There are heaps of tipping calculator apps for the iPhone but, surprisingly, I couldn’t find one that solved my particular problem, where you have a subset of people in a group who order something additional (be it an appetizer, or dessert, or alcohol).

So this morning, I hastily cobbled together a javascript app which calculates group tips. It’s terribly ugly and the coding is atrocious, but that doesn’t matter because it’s functional. It works like this:

  1. You set your tax rate (I have presets for LA, NYC, and Santa Clara county, where I am), your tipping rate, and the number of people in your party.
  2. You input the pre-tax subtotal of the bill.
  3. Then, for each course (eg, desserts, drinks, alcohol, etc), you enter the subtotal for that course, and the number of people who had it. The app automatically calculates the subtotal for the “mains” course, which is the course which everyone shares (although you can tweak this and specify that not everyone had a mains).
  4. The app calculates totals for all the combinations of courses, and spits out how much a person should be paying. So for example, if you have a mains and alcohol, then it will tell how much a person should be paying if they had mains only, or if they had mains and alcohol (or even if they had alcohol only). Easy.

Screenshot on iPhone

A useful thing would be to add would be a calculator on screen so you can easily tally up the subtotals for different courses. The calculator also drops trailing zeroes of the currency amounts. Maybe when I have some spare time I’ll tidy it up.

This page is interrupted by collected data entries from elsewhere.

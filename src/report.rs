//! Serialisable summary of an analysed truss for report writers.
//!
//! Infinite factors of safety are written as `null` in JSON.

use serde::Serialize;

use crate::analysis::{AnalysisResults, MemberResult};
use crate::geometry::{Displacement, Force};
use crate::goals::{DesignGoals, GoalCheck};
use crate::safety::LimitState;
use crate::solver::Stability;

/// Deflection and reaction of one joint.
#[derive(Clone, Copy, Debug, PartialEq, Serialize)]
pub struct JointReport {
    /// Deflection, zero along constrained axes.
    pub deflection: Displacement,
    /// Reaction, zero along free axes.
    pub reaction: Force,
}

/// Everything a report writer needs about one analysis.
#[derive(Clone, Debug, PartialEq, Serialize)]
pub struct TrussReport {
    /// Total mass in kilograms.
    pub mass: f64,
    /// Smallest factor of safety against yielding.
    pub fos_yielding: f64,
    /// Smallest factor of safety against buckling.
    pub fos_buckling: f64,
    /// Governing factor of safety.
    pub fos_total: f64,
    /// Governing limit state.
    pub limit_state: LimitState,
    /// Numerical health of the solve.
    pub stability: Stability,
    /// Per-joint results.
    pub joints: Vec<JointReport>,
    /// Per-member results.
    pub members: Vec<MemberResult>,
    /// Outcome of every configured design goal.
    pub goals: Vec<GoalCheck>,
}

impl TrussReport {
    /// Collect results and goal checks into a report.
    #[must_use]
    pub fn new(results: &AnalysisResults, goals: &DesignGoals) -> Self {
        Self {
            mass: results.summary.mass,
            fos_yielding: results.summary.fos_yielding,
            fos_buckling: results.summary.fos_buckling,
            fos_total: results.summary.fos_total,
            limit_state: results.summary.limit_state,
            stability: results.stability,
            joints: results
                .joints
                .iter()
                .map(|joint| JointReport {
                    deflection: joint.deflection(),
                    reaction: joint.reaction(),
                })
                .collect(),
            members: results.members.clone(),
            goals: goals.evaluate(results),
        }
    }

    /// Whether every configured goal was met.
    #[must_use]
    pub fn all_goals_met(&self) -> bool {
        self.goals.iter().all(|check| check.passed)
    }

    /// Render the report as pretty-printed JSON.
    ///
    /// # Errors
    ///
    /// Returns the serialiser error if the report cannot be encoded.
    pub fn to_json(&self) -> Result<String, serde_json::Error> {
        serde_json::to_string_pretty(self)
    }
}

Not sure when I’ll get a chance to test this out in the field next, but if any of you use this, let me know if it works out for you. (You can go to the url on an iPhone, and “Add to Home Screen“)

And if anyone wants to help me convert this into an iPhone app or into a mobile-friendly webpage, let me know. There are a lot more features that could be added (bill emailing, other methods to split bills, etc), and the value proposition is clear: I’d pay a couple bucks for this app if it saved me the time it takes to work out group bills (not to mention the money some people might save from paying their fair share). One day, someone will design an app that will transfer funds between people’s accounts to settle these bills as well.